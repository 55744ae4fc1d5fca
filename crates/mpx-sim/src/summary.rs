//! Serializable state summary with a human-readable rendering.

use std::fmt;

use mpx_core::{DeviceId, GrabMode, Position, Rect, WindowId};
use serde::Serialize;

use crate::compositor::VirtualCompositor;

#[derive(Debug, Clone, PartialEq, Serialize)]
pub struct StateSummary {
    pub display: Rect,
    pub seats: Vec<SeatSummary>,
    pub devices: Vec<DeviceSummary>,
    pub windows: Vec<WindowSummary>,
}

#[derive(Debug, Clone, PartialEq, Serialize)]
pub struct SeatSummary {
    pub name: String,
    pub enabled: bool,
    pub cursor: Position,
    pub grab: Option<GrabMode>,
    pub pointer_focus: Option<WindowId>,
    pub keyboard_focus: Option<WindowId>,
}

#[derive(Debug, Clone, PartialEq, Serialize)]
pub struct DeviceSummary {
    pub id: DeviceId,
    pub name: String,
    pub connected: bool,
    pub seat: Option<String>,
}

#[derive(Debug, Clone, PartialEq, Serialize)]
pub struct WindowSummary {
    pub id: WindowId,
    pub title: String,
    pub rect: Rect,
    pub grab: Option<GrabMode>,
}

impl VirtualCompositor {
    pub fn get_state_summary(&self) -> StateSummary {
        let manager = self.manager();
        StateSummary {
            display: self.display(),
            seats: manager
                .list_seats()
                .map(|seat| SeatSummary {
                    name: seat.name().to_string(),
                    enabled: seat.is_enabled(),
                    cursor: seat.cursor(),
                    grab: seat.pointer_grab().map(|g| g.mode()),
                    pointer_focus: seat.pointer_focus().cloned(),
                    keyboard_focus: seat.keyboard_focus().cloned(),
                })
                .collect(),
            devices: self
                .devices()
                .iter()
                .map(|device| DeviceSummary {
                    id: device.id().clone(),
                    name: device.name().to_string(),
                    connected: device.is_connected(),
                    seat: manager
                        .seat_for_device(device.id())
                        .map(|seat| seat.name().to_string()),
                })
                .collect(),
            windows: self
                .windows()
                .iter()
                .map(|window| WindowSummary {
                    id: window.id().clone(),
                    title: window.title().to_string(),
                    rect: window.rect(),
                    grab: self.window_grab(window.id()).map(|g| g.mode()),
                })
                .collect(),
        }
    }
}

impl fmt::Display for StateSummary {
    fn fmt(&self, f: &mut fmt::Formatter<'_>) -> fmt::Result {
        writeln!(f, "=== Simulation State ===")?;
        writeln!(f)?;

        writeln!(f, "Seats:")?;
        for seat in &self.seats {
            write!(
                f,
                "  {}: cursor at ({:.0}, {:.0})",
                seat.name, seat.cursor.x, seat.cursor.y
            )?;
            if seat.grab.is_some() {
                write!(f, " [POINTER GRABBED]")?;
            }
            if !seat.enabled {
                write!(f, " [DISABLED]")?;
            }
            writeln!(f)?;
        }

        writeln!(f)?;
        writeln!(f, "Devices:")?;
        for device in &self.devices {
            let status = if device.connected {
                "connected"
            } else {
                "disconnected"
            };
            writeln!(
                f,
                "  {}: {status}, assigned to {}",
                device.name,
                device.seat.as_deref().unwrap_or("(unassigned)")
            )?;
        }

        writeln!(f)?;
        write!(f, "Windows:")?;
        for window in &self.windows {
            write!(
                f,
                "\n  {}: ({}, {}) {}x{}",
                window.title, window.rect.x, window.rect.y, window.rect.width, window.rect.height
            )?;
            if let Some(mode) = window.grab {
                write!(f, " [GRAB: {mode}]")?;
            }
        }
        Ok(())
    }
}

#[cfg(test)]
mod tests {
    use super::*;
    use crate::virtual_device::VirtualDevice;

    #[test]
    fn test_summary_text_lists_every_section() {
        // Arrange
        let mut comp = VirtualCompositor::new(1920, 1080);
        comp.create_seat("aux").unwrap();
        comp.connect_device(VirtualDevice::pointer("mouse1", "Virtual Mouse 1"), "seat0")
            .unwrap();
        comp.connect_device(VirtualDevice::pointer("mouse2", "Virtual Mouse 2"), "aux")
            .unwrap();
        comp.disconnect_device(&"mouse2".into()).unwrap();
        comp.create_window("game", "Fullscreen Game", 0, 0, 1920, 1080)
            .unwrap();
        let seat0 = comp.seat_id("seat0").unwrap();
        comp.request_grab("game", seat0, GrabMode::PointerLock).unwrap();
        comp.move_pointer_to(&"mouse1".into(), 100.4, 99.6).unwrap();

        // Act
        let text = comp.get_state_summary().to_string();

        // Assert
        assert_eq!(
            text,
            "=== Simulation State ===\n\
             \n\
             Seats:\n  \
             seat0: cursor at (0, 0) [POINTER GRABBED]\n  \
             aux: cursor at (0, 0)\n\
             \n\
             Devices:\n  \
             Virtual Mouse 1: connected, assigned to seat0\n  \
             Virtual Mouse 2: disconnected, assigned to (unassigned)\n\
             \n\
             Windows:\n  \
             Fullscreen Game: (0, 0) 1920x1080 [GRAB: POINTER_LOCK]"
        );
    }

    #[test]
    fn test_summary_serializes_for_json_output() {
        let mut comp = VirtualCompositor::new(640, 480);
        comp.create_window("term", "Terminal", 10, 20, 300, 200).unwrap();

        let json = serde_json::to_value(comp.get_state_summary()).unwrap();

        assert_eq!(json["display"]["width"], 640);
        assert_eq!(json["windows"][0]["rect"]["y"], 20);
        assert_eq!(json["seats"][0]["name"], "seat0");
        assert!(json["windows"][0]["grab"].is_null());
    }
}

*PROBLEM DESCRIPTION*
The lines running from the start of the data through the one that contains "use crate::compositor::VirtualCompositor;" should be reproduced exactly, and only those.

*ANSWER TO THE EXERCISE*
repository 55744ae4fc1d5fca
filename crates/mpx-sim/src/summary.rs
//! Serializable state summary with a human-readable rendering.

use std::fmt;

use mpx_core::{DeviceId, GrabMode, Position, Rect, WindowId};
use serde::Serialize;

use crate::compositor::VirtualCompositor;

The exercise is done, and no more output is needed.